Look below for the line holding "ContextType::parse(&value)" and the line holding "const EMAIL_ASSISTANCE_PROMPT: &str". Transcribe exactly those lines and all lines between them, nothing more.

-.-.-

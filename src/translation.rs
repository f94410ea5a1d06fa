use serde::Serialize;
use thiserror::Error;
use tracing::{debug, warn};

use crate::{
    models::{CompletionResult, ErrorKind},
    orchestrator::ChatOrchestrator,
    prompts::ContextType,
};

const TRANSLATION_TEMPERATURE: f32 = 0.3;

pub const SUPPORTED_LANGUAGES: &[(&str, &str)] = &[
    ("en", "English"),
    ("de", "German"),
    ("fr", "French"),
    ("auto", "Auto-detect"),
];

const INDICATORS: &[(&str, &[&str])] = &[
    (
        "en",
        &["the", "and", "is", "with", "for", "of", "on", "to", "i", "you", "we", "they"],
    ),
    (
        "de",
        &["der", "die", "das", "und", "ist", "mit", "für", "von", "auf", "zu", "ich", "sie", "wir"],
    ),
    (
        "fr",
        &["le", "la", "les", "et", "est", "avec", "pour", "de", "sur", "à", "je", "il", "nous"],
    ),
];

#[derive(Debug, Error)]
pub enum TranslationError {
    #[error("Empty text provided")]
    EmptyText,
    #[error("Unsupported target language: {0}")]
    UnsupportedTarget(String),
    #[error("Unsupported source language: {0}")]
    UnsupportedSource(String),
    #[error("{message}")]
    Backend {
        kind: ErrorKind,
        message: String,
        fallback: String,
    },
}

#[derive(Debug, Clone, Copy, Serialize, PartialEq, Eq)]
#[serde(rename_all = "snake_case")]
pub enum TranslationMethod {
    Ai,
    NoTranslationNeeded,
}

#[derive(Debug, Clone, Serialize)]
pub struct Translation {
    pub translated_text: String,
    pub source_language: String,
    pub target_language: String,
    #[serde(skip_serializing_if = "Option::is_none")]
    pub detected_language: Option<String>,
    pub method: TranslationMethod,
}

pub fn language_name(code: &str) -> Option<&'static str> {
    SUPPORTED_LANGUAGES
        .iter()
        .find(|(candidate, _)| *candidate == code)
        .map(|(_, name)| *name)
}

/// Scores common function words per language; no hits reads as English.
pub fn detect_language(text: &str) -> &'static str {
    let lowered = text.to_lowercase();
    let words = lowered
        .split(|c: char| !c.is_alphabetic())
        .filter(|word| !word.is_empty())
        .collect::<Vec<_>>();

    let mut best = ("en", 0usize);
    for (code, indicators) in INDICATORS {
        let score = indicators
            .iter()
            .filter(|indicator| words.contains(*indicator))
            .count();
        if score > best.1 {
            best = (*code, score);
        }
    }
    best.0
}

#[derive(Clone)]
pub struct TranslationService {
    orchestrator: ChatOrchestrator,
}

impl TranslationService {
    pub fn new(orchestrator: ChatOrchestrator) -> Self {
        Self { orchestrator }
    }

    pub fn supported_languages(&self) -> &'static [(&'static str, &'static str)] {
        SUPPORTED_LANGUAGES
    }

    pub async fn translate(
        &self,
        text: &str,
        source: &str,
        target: &str,
    ) -> Result<Translation, TranslationError> {
        if text.trim().is_empty() {
            return Err(TranslationError::EmptyText);
        }

        if source == target {
            return Ok(Translation {
                translated_text: text.to_owned(),
                source_language: source.to_owned(),
                target_language: target.to_owned(),
                detected_language: None,
                method: TranslationMethod::NoTranslationNeeded,
            });
        }

        let target_name = language_name(target)
            .filter(|_| target != "auto")
            .ok_or_else(|| TranslationError::UnsupportedTarget(target.to_owned()))?;
        let source_name = language_name(source)
            .ok_or_else(|| TranslationError::UnsupportedSource(source.to_owned()))?;

        let (source_name, detected) = if source == "auto" {
            let detected = detect_language(text);
            debug!(detected, "detected source language");
            (language_name(detected).unwrap_or("English"), Some(detected.to_owned()))
        } else {
            (source_name, None)
        };

        let prompt = format!(
            "Translate the following text from {source_name} to {target_name}.\n\
             Maintain professional tone and business context.\n\
             Preserve any technical terms related to cutlery, kitchenware, or business.\n\n\
             Text to translate:\n{text}\n\nTranslation:"
        );

        let result = self
            .orchestrator
            .get_response(&prompt, ContextType::Translation, None, TRANSLATION_TEMPERATURE)
            .await;

        match result {
            CompletionResult::Ok { content, .. } => Ok(Translation {
                translated_text: clean_translation(&content),
                source_language: source.to_owned(),
                target_language: target.to_owned(),
                detected_language: detected,
                method: TranslationMethod::Ai,
            }),
            CompletionResult::Err {
                kind,
                message,
                fallback,
            } => {
                warn!(error = %message, "translation failed");
                Err(TranslationError::Backend {
                    kind,
                    message,
                    fallback,
                })
            }
        }
    }
}

/// Keeps the first line that is not a label or preamble.
fn clean_translation(raw: &str) -> String {
    raw.lines()
        .map(str::trim)
        .find(|line| {
            !line.is_empty() && !line.starts_with("Translation:") && !line.starts_with("Here")
        })
        .unwrap_or_else(|| raw.trim())
        .to_owned()
}

#[cfg(test)]
mod tests {
    use std::{sync::Arc, time::Duration};

    use super::*;
    use crate::backend::mock::{MockBackend, GERMAN_REPLY};

    fn service() -> TranslationService {
        TranslationService::new(ChatOrchestrator::new(
            Arc::new(MockBackend::with_latency(Duration::from_millis(1))),
            "llama3:8b",
        ))
    }

    #[test]
    fn detects_common_languages() {
        assert_eq!(detect_language("Der Kunde ist mit der Lieferung zufrieden"), "de");
        assert_eq!(detect_language("Nous avons reçu la commande et le paiement"), "fr");
        assert_eq!(detect_language("The order is on the way to you"), "en");
        assert_eq!(detect_language("12345"), "en");
    }

    #[test]
    fn cleanup_drops_preamble_lines() {
        let raw = "Here is the translation:\n\nTranslation: \nBonjour tout le monde\nextra";
        assert_eq!(clean_translation(raw), "Bonjour tout le monde");
    }

    #[tokio::test]
    async fn same_language_is_returned_unchanged() {
        let translation = service()
            .translate("Hello", "en", "en")
            .await
            .expect("no translation needed");

        assert_eq!(translation.translated_text, "Hello");
        assert_eq!(translation.method, TranslationMethod::NoTranslationNeeded);
    }

    #[tokio::test]
    async fn rejects_empty_and_unsupported_input() {
        let service = service();

        assert!(matches!(
            service.translate("   ", "en", "de").await,
            Err(TranslationError::EmptyText)
        ));
        assert!(matches!(
            service.translate("Hello", "en", "es").await,
            Err(TranslationError::UnsupportedTarget(_))
        ));
        assert!(matches!(
            service.translate("Hello", "xx", "de").await,
            Err(TranslationError::UnsupportedSource(_))
        ));
    }

    #[tokio::test]
    async fn translates_through_the_backend() {
        let translation = service()
            .translate("Thank you for your purchase.", "auto", "de")
            .await
            .expect("translation succeeds");

        assert_eq!(translation.translated_text, GERMAN_REPLY);
        assert_eq!(translation.detected_language.as_deref(), Some("en"));
        assert_eq!(translation.method, TranslationMethod::Ai);
    }
}
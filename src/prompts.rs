use std::{collections::HashMap, fmt};

use serde::{Deserialize, Serialize};

/// Request context. Each maps to one system prompt; unknown names read as `General`.
#[derive(Debug, Clone, Copy, Default, PartialEq, Eq, Hash, Serialize, Deserialize)]
#[serde(rename_all = "snake_case", from = "String")]
pub enum ContextType {
    #[default]
    General,
    PdfAnalysis,
    Translation,
    EmailAssistance,
    ComplaintHandling,
}

impl ContextType {
    #[cfg(test)]
    const ALL: [ContextType; 5] = [
        ContextType::General,
        ContextType::PdfAnalysis,
        ContextType::Translation,
        ContextType::EmailAssistance,
        ContextType::ComplaintHandling,
    ];

    pub fn parse(value: &str) -> Self {
        match value.trim().to_ascii_lowercase().as_str() {
            "pdf_analysis" => ContextType::PdfAnalysis,
            "translation" => ContextType::Translation,
            "email_assistance" => ContextType::EmailAssistance,
            "complaint_handling" => ContextType::ComplaintHandling,
            _ => ContextType::General,
        }
    }

    pub fn as_str(&self) -> &'static str {
        match self {
            ContextType::General => "general",
            ContextType::PdfAnalysis => "pdf_analysis",
            ContextType::Translation => "translation",
            ContextType::EmailAssistance => "email_assistance",
            ContextType::ComplaintHandling => "complaint_handling",
        }
    }
}

impl From<String> for ContextType {
    fn from(value: String) -> Self {
        ContextType::parse(&value)
    }
}

impl fmt::Display for ContextType {
    fn fmt(&self, f: &mut fmt::Formatter<'_>) -> fmt::Result {
        f.write_str(self.as_str())
    }
}

const GENERAL_PROMPT: &str = "You are a helpful AI assistant for Wiko cutlery employees. You help with:
1. Analyzing PDF documents and extracting business insights
2. Translating content between English, German, and French
3. Generating professional email responses to customers
4. Providing suggestions for improving customer complaint handling

Always be professional, helpful, and concise in your responses. When handling customer service scenarios, emphasize empathy and solution-oriented approaches.";

const PDF_ANALYSIS_PROMPT: &str = "You are an expert document analyst. Analyze the provided PDF content and:
1. Summarize the key points
2. Identify important business data (dates, amounts, contacts, etc.)
3. Extract actionable insights
4. Highlight any issues or concerns that need attention

Provide your analysis in a clear, structured format.";

const TRANSLATION_PROMPT: &str = "You are a professional translator specializing in business communications.
Translate the provided text accurately while maintaining:
1. Professional tone and context
2. Business terminology consistency
3. Cultural appropriateness
4. Original meaning and intent

Provide only the translation unless specifically asked for additional context.";

const EMAIL_ASSISTANCE_PROMPT: &str = "You are an expert in customer service communications. Help create professional email responses that:
1. Address the customer's concerns directly
2. Maintain a helpful and empathetic tone
3. Provide clear solutions or next steps
4. Follow business communication best practices
5. Are appropriate for the cutlery/kitchenware industry

Consider the customer's situation and provide personalized, solution-oriented responses.";

const COMPLAINT_HANDLING_PROMPT: &str = "You are a customer service expert specializing in complaint resolution. Analyze the complaint and provide:
1. Assessment of the issue severity and urgency
2. Recommended response strategy
3. Suggested resolution steps
4. Tips for empathetic communication
5. Escalation procedures if needed

Focus on turning negative experiences into positive outcomes while protecting the company's reputation.";

const SYSTEM_PROMPTS: &[(ContextType, &str)] = &[
    (ContextType::General, GENERAL_PROMPT),
    (ContextType::PdfAnalysis, PDF_ANALYSIS_PROMPT),
    (ContextType::Translation, TRANSLATION_PROMPT),
    (ContextType::EmailAssistance, EMAIL_ASSISTANCE_PROMPT),
    (ContextType::ComplaintHandling, COMPLAINT_HANDLING_PROMPT),
];

/// Immutable mapping from context to system prompt.
#[derive(Debug, Clone)]
pub struct PromptRegistry {
    prompts: HashMap<ContextType, String>,
}

impl Default for PromptRegistry {
    fn default() -> Self {
        Self {
            prompts: SYSTEM_PROMPTS
                .iter()
                .map(|(context, prompt)| (*context, (*prompt).to_owned()))
                .collect(),
        }
    }
}

impl PromptRegistry {
    pub fn with_prompt(mut self, context: ContextType, prompt: impl Into<String>) -> Self {
        self.prompts.insert(context, prompt.into());
        self
    }

    pub fn system_prompt(&self, context: ContextType) -> &str {
        self.prompts
            .get(&context)
            .or_else(|| self.prompts.get(&ContextType::General))
            .map(String::as_str)
            .unwrap_or(GENERAL_PROMPT)
    }

    /// Looks a prompt up by its wire name.
    #[cfg(test)]
    fn system_prompt_for(&self, context: &str) -> &str {
        self.system_prompt(ContextType::parse(context))
    }
}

-.-.-

- **Expected output**
        ContextType::parse(&value)
    }
}

impl fmt::Display for ContextType {
    fn fmt(&self, f: &mut fmt::Formatter<'_>) -> fmt::Result {
        f.write_str(self.as_str())
    }
}

const GENERAL_PROMPT: &str = "You are a helpful AI assistant for Wiko cutlery employees. You help with:
1. Analyzing PDF documents and extracting business insights
2. Translating content between English, German, and French
3. Generating professional email responses to customers
4. Providing suggestions for improving customer complaint handling

Always be professional, helpful, and concise in your responses. When handling customer service scenarios, emphasize empathy and solution-oriented approaches.";

const PDF_ANALYSIS_PROMPT: &str = "You are an expert document analyst. Analyze the provided PDF content and:
1. Summarize the key points
2. Identify important business data (dates, amounts, contacts, etc.)
3. Extract actionable insights
4. Highlight any issues or concerns that need attention

Provide your analysis in a clear, structured format.";

const TRANSLATION_PROMPT: &str = "You are a professional translator specializing in business communications.
Translate the provided text accurately while maintaining:
1. Professional tone and context
2. Business terminology consistency
3. Cultural appropriateness
4. Original meaning and intent

Provide only the translation unless specifically asked for additional context.";

const EMAIL_ASSISTANCE_PROMPT: &str = "You are an expert in customer service communications. Help create professional email responses that:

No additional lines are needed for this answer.